● Data section:
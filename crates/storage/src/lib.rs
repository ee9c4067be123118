//! Storage layer: stage artifacts persisted as files.
//!
//! Every artifact is written to a temp file in the same directory and renamed
//! into place, so readers only ever see a complete previous or new version.

use chrono::{DateTime, Utc};
use serde::de::DeserializeOwned;
use serde::{Deserialize, Serialize};
use std::fs;
use std::io::Write;
use std::path::{Path, PathBuf};
use thiserror::Error;
use tracing::debug;

#[derive(Debug, Error)]
pub enum StorageError {
    #[error("artifact not found: {0}")]
    Missing(PathBuf),
    #[error("io error on {path}: {source}")]
    Io {
        path: PathBuf,
        #[source]
        source: std::io::Error,
    },
    #[error("malformed artifact {path}: {source}")]
    Json {
        path: PathBuf,
        #[source]
        source: serde_json::Error,
    },
    #[error("failed to persist {path}: {source}")]
    Persist {
        path: PathBuf,
        #[source]
        source: tempfile::PersistError,
    },
    #[error("artifact {path} holds `{found}`, expected `{expected}`")]
    KindMismatch {
        path: PathBuf,
        expected: String,
        found: String,
    },
}

pub type StorageResult<T> = Result<T, StorageError>;

#[derive(Debug, Clone, PartialEq, Serialize, Deserialize)]
pub struct Envelope<T> {
    pub kind: String,
    pub written_at: DateTime<Utc>,
    pub payload: T,
}

#[derive(Debug, Clone)]
pub struct ArtifactStore {
    root: PathBuf,
}

impl ArtifactStore {
    pub fn open(root: impl Into<PathBuf>) -> StorageResult<Self> {
        let root = root.into();
        fs::create_dir_all(&root).map_err(|source| StorageError::Io {
            path: root.clone(),
            source,
        })?;
        Ok(Self { root })
    }

    pub fn root(&self) -> &Path {
        &self.root
    }

    pub fn path(&self, name: &str) -> PathBuf {
        self.root.join(name)
    }

    pub fn exists(&self, name: &str) -> bool {
        self.path(name).is_file()
    }

    pub fn write<T: Serialize>(&self, kind: &str, name: &str, payload: &T) -> StorageResult<PathBuf> {
        #[derive(Serialize)]
        struct EnvelopeRef<'a, T> {
            kind: &'a str,
            written_at: DateTime<Utc>,
            payload: &'a T,
        }

        let path = self.path(name);
        let body = serde_json::to_vec_pretty(&EnvelopeRef {
            kind,
            written_at: Utc::now(),
            payload,
        })
        .map_err(|source| StorageError::Json {
            path: path.clone(),
            source,
        })?;
        write_atomic(&path, &body)?;
        debug!(kind, path = %path.display(), "artifact written");
        Ok(path)
    }

    pub fn read_envelope<T: DeserializeOwned>(
        &self,
        kind: &str,
        name: &str,
    ) -> StorageResult<Envelope<T>> {
        let path = self.path(name);
        let bytes = read_bytes(&path)?;
        let envelope: Envelope<serde_json::Value> =
            serde_json::from_slice(&bytes).map_err(|source| StorageError::Json {
                path: path.clone(),
                source,
            })?;
        if envelope.kind != kind {
            return Err(StorageError::KindMismatch {
                path,
                expected: kind.to_string(),
                found: envelope.kind,
            });
        }
        let payload = serde_json::from_value(envelope.payload)
            .map_err(|source| StorageError::Json { path, source })?;
        Ok(Envelope {
            kind: envelope.kind,
            written_at: envelope.written_at,
            payload,
        })
    }

    pub fn read<T: DeserializeOwned>(&self, kind: &str, name: &str) -> StorageResult<T> {
        Ok(self.read_envelope(kind, name)?.payload)
    }

    /// Reads any artifact without checking its kind.
    pub fn read_raw(&self, name: &str) -> StorageResult<Envelope<serde_json::Value>> {
        let path = self.path(name);
        let bytes = read_bytes(&path)?;
        serde_json::from_slice(&bytes).map_err(|source| StorageError::Json { path, source })
    }

    pub fn write_lines(&self, name: &str, lines: &[String]) -> StorageResult<PathBuf> {
        let path = self.path(name);
        let mut body = lines.join("\n");
        if !lines.is_empty() {
            body.push('\n');
        }
        write_atomic(&path, body.as_bytes())?;
        debug!(lines = lines.len(), path = %path.display(), "text artifact written");
        Ok(path)
    }

    pub fn read_lines(&self, name: &str) -> StorageResult<Vec<String>> {
        let path = self.path(name);
        let bytes = read_bytes(&path)?;
        Ok(String::from_utf8_lossy(&bytes)
            .lines()
            .map(str::to_string)
            .collect())
    }
}

fn read_bytes(path: &Path) -> StorageResult<Vec<u8>> {
    fs::read(path).map_err(|source| {
        if source.kind() == std::io::ErrorKind::NotFound {
            StorageError::Missing(path.to_path_buf())
        } else {
            StorageError::Io {
                path: path.to_path_buf(),
                source,
            }
        }
    })
}

fn write_atomic(path: &Path, bytes: &[u8]) -> StorageResult<()> {
    let io_err = |source| StorageError::Io {
        path: path.to_path_buf(),
        source,
    };
    let dir = match path.parent() {
        Some(p) if !p.as_os_str().is_empty() => p,
        _ => Path::new("."),
    };
    fs::create_dir_all(dir).map_err(io_err)?;
    let mut tmp = tempfile::NamedTempFile::new_in(dir).map_err(io_err)?;
    tmp.write_all(bytes).map_err(io_err)?;
    tmp.as_file().sync_all().map_err(io_err)?;
    tmp.persist(path).map_err(|source| StorageError::Persist {
        path: path.to_path_buf(),
        source,
    })?;
    Ok(())
}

● Exercise requirements: Output each line exactly, from the first line of the data down to the line that contains "directory and renamed", both included.

● Response:
filename crates/storage/src/lib.rs
repository ee9c4067be123118
//! Storage layer: stage artifacts persisted as files.
//!
//! Every artifact is written to a temp file in the same directory and renamed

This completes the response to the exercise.